LE SANG DU PÉLICAN – long métrage de Denis Boivin !

LE SANG DU PÉLICAN – long métrage de Denis Boivin Comme on le dit si bien sur la page Facebook du film "Le sang du pélican", Il était une fois Marie de l'Incarnation, fondatrice des Ursulines en Amérique – sa vie, ses rêves, ses aspirations, sa destinée et nous avons eu la chance ce matin, 17 mars 2021 d'assister à la projection de presse et d'y rencontrer Denis Boivin qui nous présente son dernier long métrage qui met en vedette Karen Elkin, dans le rôle de Marie Guyart de l'Incarnation qui est phénoménale dans ce rôle passant de la portion où elle incarne le personnage que dans le temps, une portion où elle interview les soeurs d'aujourd'hui, leurs souvenirs et leur avenir.

La première de ce biopic mariant fiction et documentaire aura lieu au Cinéma Le Clap (Ste-Foy) le jeudi 25 mars à 18 h, en présence du réalisateur, de la comédienne vedette, des représentantes des Ursulines ainsi que de quelques comédiens de Québec. Cette production indépendante est le fruit de 30 années de labeur de Denis Boivin, cinéaste de Québec. Elle a été rendue possible grâce aux soutiens de Téléfilm Canada, des Ursulines, de la Ville de Québec, de Mels et de la SODEC qui ont encouragé la production pendant ses trois ans de tournage.

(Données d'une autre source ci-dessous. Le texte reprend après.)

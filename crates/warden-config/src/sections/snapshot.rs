// Copyright (c) 2025 Geoffrey Huntley <ghuntley@ghuntley.com>. All rights reserved.
// SPDX-License-Identifier: Proprietary

//! Snapshot document location.

use serde::{Deserialize, Serialize};
use std::path::PathBuf;

#[derive(Debug, Clone, Default, Serialize, Deserialize, PartialEq)]
pub struct SnapshotConfigLayer {
	pub path: Option<PathBuf>,
}

impl SnapshotConfigLayer {
	pub fn merge(&mut self, other: Self) {
		if other.path.is_some() {
			self.path = other.path;
		}
	}

	pub fn finalize(self) -> SnapshotConfig {
		SnapshotConfig { path: self.path }
	}
}

#[derive(Debug, Clone, Default, Serialize, Deserialize, PartialEq)]
pub struct SnapshotConfig {
	/// TOML or JSON, chosen by extension.
	pub path: Option<PathBuf>,
}
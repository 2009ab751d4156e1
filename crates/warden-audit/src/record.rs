// Copyright (c) 2025 Geoffrey Huntley <ghuntley@ghuntley.com>. All rights reserved.
// SPDX-License-Identifier: Proprietary

//! Audit records: a decision event tagged with a severity.

use serde::{Deserialize, Serialize};
use std::cmp::Ordering;
use std::fmt;
use std::str::FromStr;

use warden_authz::{DecisionEvent, DecisionReason};

use crate::error::AuditError;

/// Severity levels numbered like syslog: lower value is more severe.
#[derive(Debug, Clone, Copy, PartialEq, Eq, Hash, Serialize, Deserialize, Default)]
#[serde(rename_all = "snake_case")]
pub enum AuditSeverity {
	Debug = 7,
	#[default]
	Info = 6,
	Notice = 5,
	Warning = 4,
	Error = 3,
}

impl AuditSeverity {
	/// Severity of a recorded decision.
	pub fn of(event: &DecisionEvent) -> Self {
		match &event.decision.reason {
			DecisionReason::InternalError => AuditSeverity::Error,
			DecisionReason::PolicyDeny
			| DecisionReason::ActorInactive
			| DecisionReason::TenantInactive
			| DecisionReason::TenantMismatch => AuditSeverity::Warning,
			DecisionReason::Elevated => AuditSeverity::Notice,
			_ => AuditSeverity::Info,
		}
	}
}

impl PartialOrd for AuditSeverity {
	fn partial_cmp(&self, other: &Self) -> Option<Ordering> {
		Some(self.cmp(other))
	}
}

impl Ord for AuditSeverity {
	fn cmp(&self, other: &Self) -> Ordering {
		(*other as u8).cmp(&(*self as u8))
	}
}

impl fmt::Display for AuditSeverity {
	fn fmt(&self, f: &mut fmt::Formatter<'_>) -> fmt::Result {
		let s = match self {
			AuditSeverity::Debug => "debug",
			AuditSeverity::Info => "info",
			AuditSeverity::Notice => "notice",
			AuditSeverity::Warning => "warning",
			AuditSeverity::Error => "error",
		};
		f.write_str(s)
	}
}

impl FromStr for AuditSeverity {
	type Err = AuditError;

	fn from_str(s: &str) -> Result<Self, Self::Err> {
		match s.to_lowercase().as_str() {
			"debug" => Ok(AuditSeverity::Debug),
			"info" => Ok(AuditSeverity::Info),
			"notice" => Ok(AuditSeverity::Notice),
			"warning" | "warn" => Ok(AuditSeverity::Warning),
			"error" => Ok(AuditSeverity::Error),
			other => Err(AuditError::ConfigError(format!(
				"unknown audit severity '{other}'"
			))),
		}
	}
}

#[derive(Debug, Clone, Serialize)]
pub struct AuditRecord {
	pub severity: AuditSeverity,
	#[serde(flatten)]
	pub event: DecisionEvent,
}

impl From<DecisionEvent> for AuditRecord {
	fn from(event: DecisionEvent) -> Self {
		Self {
			severity: AuditSeverity::of(&event),
			event,
		}
	}
}
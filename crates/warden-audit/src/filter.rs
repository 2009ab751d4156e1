// Copyright (c) 2025 Geoffrey Huntley <ghuntley@ghuntley.com>. All rights reserved.
// SPDX-License-Identifier: Proprietary

use serde::{Deserialize, Serialize};

use crate::record::{AuditRecord, AuditSeverity};

#[derive(Debug, Clone, Default, Serialize, Deserialize)]
pub struct AuditFilterConfig {
	pub min_severity: AuditSeverity,
	/// Only pass records whose action is listed.
	pub include_actions: Option<Vec<String>>,
	pub denials_only: bool,
}

impl AuditFilterConfig {
	pub fn with_min_severity(min_severity: AuditSeverity) -> Self {
		Self {
			min_severity,
			..Default::default()
		}
	}

	pub fn allows(&self, record: &AuditRecord) -> bool {
		if record.severity < self.min_severity {
			return false;
		}

		if self.denials_only && record.event.decision.allowed {
			return false;
		}

		if let Some(ref include) = self.include_actions {
			if !include.contains(&record.event.action) {
				return false;
			}
		}

		true
	}
}
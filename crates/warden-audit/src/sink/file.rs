// Copyright (c) 2025 Geoffrey Huntley <ghuntley@ghuntley.com>. All rights reserved.
// SPDX-License-Identifier: Proprietary

use std::sync::Arc;

use async_trait::async_trait;
use tokio::fs::OpenOptions;
use tokio::io::AsyncWriteExt;
use tokio::sync::Mutex;
use warden_config::FileSinkConfig;

use crate::error::AuditSinkError;
use crate::filter::AuditFilterConfig;
use crate::record::AuditRecord;
use crate::sink::AuditSink;

/// Appends one JSON object per line to a file, opened on first publish.
pub struct FileAuditSink {
	config: FileSinkConfig,
	filter: AuditFilterConfig,
	file: Mutex<Option<tokio::fs::File>>,
}

impl FileAuditSink {
	pub fn new(config: FileSinkConfig, filter: AuditFilterConfig) -> Self {
		Self {
			config,
			filter,
			file: Mutex::new(None),
		}
	}
}

#[async_trait]
impl AuditSink for FileAuditSink {
	fn name(&self) -> &str {
		&self.config.name
	}

	fn filter(&self) -> &AuditFilterConfig {
		&self.filter
	}

	async fn publish(&self, record: Arc<AuditRecord>) -> Result<(), AuditSinkError> {
		let line = format_json_line(&record)?;

		let mut guard = self.file.lock().await;
		if guard.is_none() {
			let file = OpenOptions::new()
				.create(true)
				.append(true)
				.open(&self.config.path)
				.await
				.map_err(|e| AuditSinkError::Transient(format!("failed to open file: {e}")))?;
			*guard = Some(file);
		}
		let file = guard
			.as_mut()
			.ok_or_else(|| AuditSinkError::Permanent("file handle not initialized".to_string()))?;

		file.write_all(line.as_bytes())
			.await
			.map_err(|e| AuditSinkError::Transient(format!("failed to write to file: {e}")))?;
		file.flush()
			.await
			.map_err(|e| AuditSinkError::Transient(format!("failed to flush file: {e}")))?;

		Ok(())
	}
}

pub fn format_json_line(record: &AuditRecord) -> Result<String, AuditSinkError> {
	let json = serde_json::to_string(record)
		.map_err(|e| AuditSinkError::Permanent(format!("JSON serialization failed: {e}")))?;
	Ok(format!("{json}\n"))
}
// Copyright (c) 2025 Geoffrey Huntley <ghuntley@ghuntley.com>. All rights reserved.
// SPDX-License-Identifier: Proprietary

//! Decision engine configuration section.

use serde::{Deserialize, Serialize};
use std::time::Duration;

use warden_authz::cache::{DEFAULT_CAPACITY, DEFAULT_TTL};
use warden_authz::engine::DEFAULT_OWNER_ATTRIBUTE;
use warden_authz::{DecisionCache, EngineOptions};

#[derive(Debug, Clone, Default, Serialize, Deserialize, PartialEq)]
pub struct EngineConfigLayer {
	pub owner_attribute: Option<String>,
	pub cache_enabled: Option<bool>,
	pub cache_ttl_secs: Option<u64>,
	pub cache_capacity: Option<usize>,
}

impl EngineConfigLayer {
	pub fn merge(&mut self, other: Self) {
		if other.owner_attribute.is_some() {
			self.owner_attribute = other.owner_attribute;
		}
		if other.cache_enabled.is_some() {
			self.cache_enabled = other.cache_enabled;
		}
		if other.cache_ttl_secs.is_some() {
			self.cache_ttl_secs = other.cache_ttl_secs;
		}
		if other.cache_capacity.is_some() {
			self.cache_capacity = other.cache_capacity;
		}
	}

	pub fn finalize(self) -> EngineConfig {
		EngineConfig {
			owner_attribute: self
				.owner_attribute
				.unwrap_or_else(|| DEFAULT_OWNER_ATTRIBUTE.to_string()),
			cache_enabled: self.cache_enabled.unwrap_or(false),
			cache_ttl_secs: self.cache_ttl_secs.unwrap_or(DEFAULT_TTL.as_secs()),
			cache_capacity: self.cache_capacity.unwrap_or(DEFAULT_CAPACITY),
		}
	}
}

#[derive(Debug, Clone, Serialize, Deserialize, PartialEq)]
pub struct EngineConfig {
	pub owner_attribute: String,
	pub cache_enabled: bool,
	pub cache_ttl_secs: u64,
	pub cache_capacity: usize,
}

impl Default for EngineConfig {
	fn default() -> Self {
		EngineConfigLayer::default().finalize()
	}
}

impl EngineConfig {
	pub fn options(&self) -> EngineOptions {
		EngineOptions {
			owner_attribute: self.owner_attribute.clone(),
		}
	}

	/// The decision cache, or `None` when caching is disabled.
	pub fn cache(&self) -> Option<DecisionCache> {
		self.cache_enabled.then(|| {
			DecisionCache::new(Duration::from_secs(self.cache_ttl_secs), self.cache_capacity)
		})
	}
}
// Copyright (c) 2025 Geoffrey Huntley <ghuntley@ghuntley.com>. All rights reserved.
// SPDX-License-Identifier: Proprietary

//! Roles, memberships and role-chain resolution for RBAC.
//!
//! A role may name a single parent. Parent chains are validated as acyclic and
//! tenant-local when a snapshot is built ([`validate_hierarchy`]), so chain
//! walks at evaluation time need no cycle guard.

use serde::{Deserialize, Serialize};
use std::collections::{BTreeSet, HashMap, HashSet};
use std::iter;

use crate::error::{ConfigResult, ConfigurationError};
use crate::permission;
use crate::types::{ActorId, RoleId, TenantId};

/// A named permission set, optionally inheriting from one parent role.
#[derive(Debug, Clone, PartialEq, Eq, Serialize, Deserialize)]
pub struct Role {
	pub id: RoleId,
	pub tenant_id: TenantId,
	pub name: String,
	#[serde(default)]
	pub description: Option<String>,
	#[serde(default)]
	pub permissions: Vec<String>,
	#[serde(default)]
	pub inherits_from: Option<RoleId>,
	#[serde(default)]
	pub is_system: bool,
}

impl Role {
	pub fn new(tenant_id: TenantId, name: impl Into<String>, permissions: &[&str]) -> Self {
		Self {
			id: RoleId::generate(),
			tenant_id,
			name: name.into(),
			description: None,
			permissions: permissions.iter().map(|p| p.to_string()).collect(),
			inherits_from: None,
			is_system: false,
		}
	}

	/// Builder: set the parent role.
	pub fn inheriting(mut self, parent: RoleId) -> Self {
		self.inherits_from = Some(parent);
		self
	}
}

/// Binds an actor to exactly one role within a tenant.
#[derive(Debug, Clone, Copy, PartialEq, Eq, Hash, Serialize, Deserialize)]
pub struct Membership {
	pub actor_id: ActorId,
	pub tenant_id: TenantId,
	pub role_id: RoleId,
}

/// The outcome of a successful role-chain check.
#[derive(Debug, Clone, PartialEq, Eq)]
pub struct RoleGrant {
	/// Name of the membership role (the start of the chain).
	pub role_name: String,
	/// Role names walked, from the membership role up to and including the
	/// role whose permissions matched.
	pub chain: Vec<String>,
}

/// Iterates a role followed by its ancestors.
pub fn role_chain<'a>(
	roles: &'a HashMap<RoleId, Role>,
	start: &'a Role,
) -> impl Iterator<Item = &'a Role> + 'a {
	iter::successors(Some(start), move |role| {
		role.inherits_from.and_then(|parent| roles.get(&parent))
	})
}

/// Walks the chain from `start` and returns the grant if any role along it
/// covers `required`.
pub fn resolve_grant(
	roles: &HashMap<RoleId, Role>,
	start: &Role,
	required: &str,
) -> Option<RoleGrant> {
	let mut chain = Vec::new();
	for role in role_chain(roles, start) {
		chain.push(role.name.clone());
		if permission::matches(&role.permissions, required) {
			return Some(RoleGrant {
				role_name: start.name.clone(),
				chain,
			});
		}
	}
	None
}

/// Deduplicated, sorted union of permissions along the chain.
pub fn effective_permissions(roles: &HashMap<RoleId, Role>, start: &Role) -> Vec<String> {
	role_chain(roles, start)
		.flat_map(|role| role.permissions.iter().cloned())
		.collect::<BTreeSet<_>>()
		.into_iter()
		.collect()
}

/// Checks that every parent exists, lives in the same tenant, and that no
/// chain loops back on itself.
pub fn validate_hierarchy(roles: &HashMap<RoleId, Role>) -> ConfigResult<()> {
	let mut acyclic: HashSet<RoleId> = HashSet::with_capacity(roles.len());

	let mut ids: Vec<&RoleId> = roles.keys().collect();
	ids.sort();

	for id in ids {
		let mut on_path: HashSet<RoleId> = HashSet::new();
		let mut current = *id;

		loop {
			if acyclic.contains(&current) {
				break;
			}
			if !on_path.insert(current) {
				return Err(ConfigurationError::RoleCycle(current));
			}

			let Some(role) = roles.get(&current) else {
				return Err(ConfigurationError::UnknownRole(current));
			};

			let Some(parent_id) = role.inherits_from else {
				break;
			};

			let parent = roles
				.get(&parent_id)
				.ok_or(ConfigurationError::UnknownParentRole {
					role: role.id,
					parent: parent_id,
				})?;

			if parent.tenant_id != role.tenant_id {
				return Err(ConfigurationError::CrossTenantReference {
					entity: format!("role {parent_id}"),
					expected: role.tenant_id,
					found: parent.tenant_id,
				});
			}

			current = parent_id;
		}

		acyclic.extend(on_path);
	}

	Ok(())
}

/// Per-tenant copies of the built-in role templates.
///
/// | role             | grants                                               |
/// |------------------|------------------------------------------------------|
/// | `owner`          | everything under org, project, document, ticket, task, agent |
/// | `admin`          | management, without org deletion or agent writes     |
/// | `member`         | read/write on work items                             |
/// | `viewer`         | read-only                                            |
/// | `agent_executor` | what an automated agent needs to carry out tasks     |
pub fn system_roles(tenant_id: TenantId) -> Vec<Role> {
	const TEMPLATES: &[(&str, &str, &[&str])] = &[
		(
			"owner",
			"Tenant owner with full control",
			&["org:*", "project:*", "document:*", "ticket:*", "task:*", "agent:*"],
		),
		(
			"admin",
			"Administrator with management permissions",
			&[
				"org:read",
				"org:write",
				"org:members:*",
				"project:*",
				"document:*",
				"ticket:*",
				"task:*",
				"agent:read",
			],
		),
		(
			"member",
			"Standard member",
			&[
				"org:read",
				"project:read",
				"project:write",
				"document:read",
				"document:write",
				"ticket:read",
				"ticket:write",
				"task:read",
				"task:write",
				"agent:read",
			],
		),
		(
			"viewer",
			"Read-only access",
			&[
				"org:read",
				"project:read",
				"document:read",
				"ticket:read",
				"task:read",
				"agent:read",
			],
		),
		(
			"agent_executor",
			"Role for automated agents",
			&[
				"project:read",
				"document:read",
				"document:write",
				"ticket:read",
				"ticket:write",
				"task:read",
				"task:write",
				"task:complete:execute",
				"project:git:write",
			],
		),
	];

	TEMPLATES
		.iter()
		.map(|(name, description, permissions)| {
			let mut role = Role::new(tenant_id, *name, permissions);
			role.description = Some(description.to_string());
			role.is_system = true;
			role
		})
		.collect()
}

Denis Boivin Ombrage Denis Boivin nous parle des diverses portions qui se déroulent en portion histoire à rebours passant de mai 2017 à 1663 puis se modulant entre ces périodes; le tout en 7200 heures de tournage qui nous montrent non seulement Marie de l'Incarnation mais aussi les soeurs Ursulines de Québec qui doivent quitter le monastère, leurs souvenirs, une visite partielle du Musée et des portions interviews avec ces soeurs, leurs souvenirs et ce que Marie de l'Incarnation représentait pour elles; dévoilant le tout au fantôme de Marie qui est revenue pour une dernière mission. « Même si ce film m’a pris 30 ans à réaliser, ma grande consolation est de voir comment la comédienne Karen Elkin a su non seulement incarner, mais transcender Marie Guyart, devenue la Marie de l’Incarnation. Elle m’a suivi à 100% dans cette aventure. » Denis Boivin

Marie Guyart de l’Incarnation revient pour aider les dernières religieuses ursulines qui doivent quitter son monastère construit en 1642. Lors de ses rencontres contemporaines, elle visite à rebours les grandes étapes de sa vie : l’abandon de son fils pour devenir cloîtrée, le départ de la France, la fondation de la première école pour filles en Amérique, l’accueil des élèves autochtones, les guerres iroquoises, les années de survie avant la fondation de la Nouvelle-France et ses tensions politiques.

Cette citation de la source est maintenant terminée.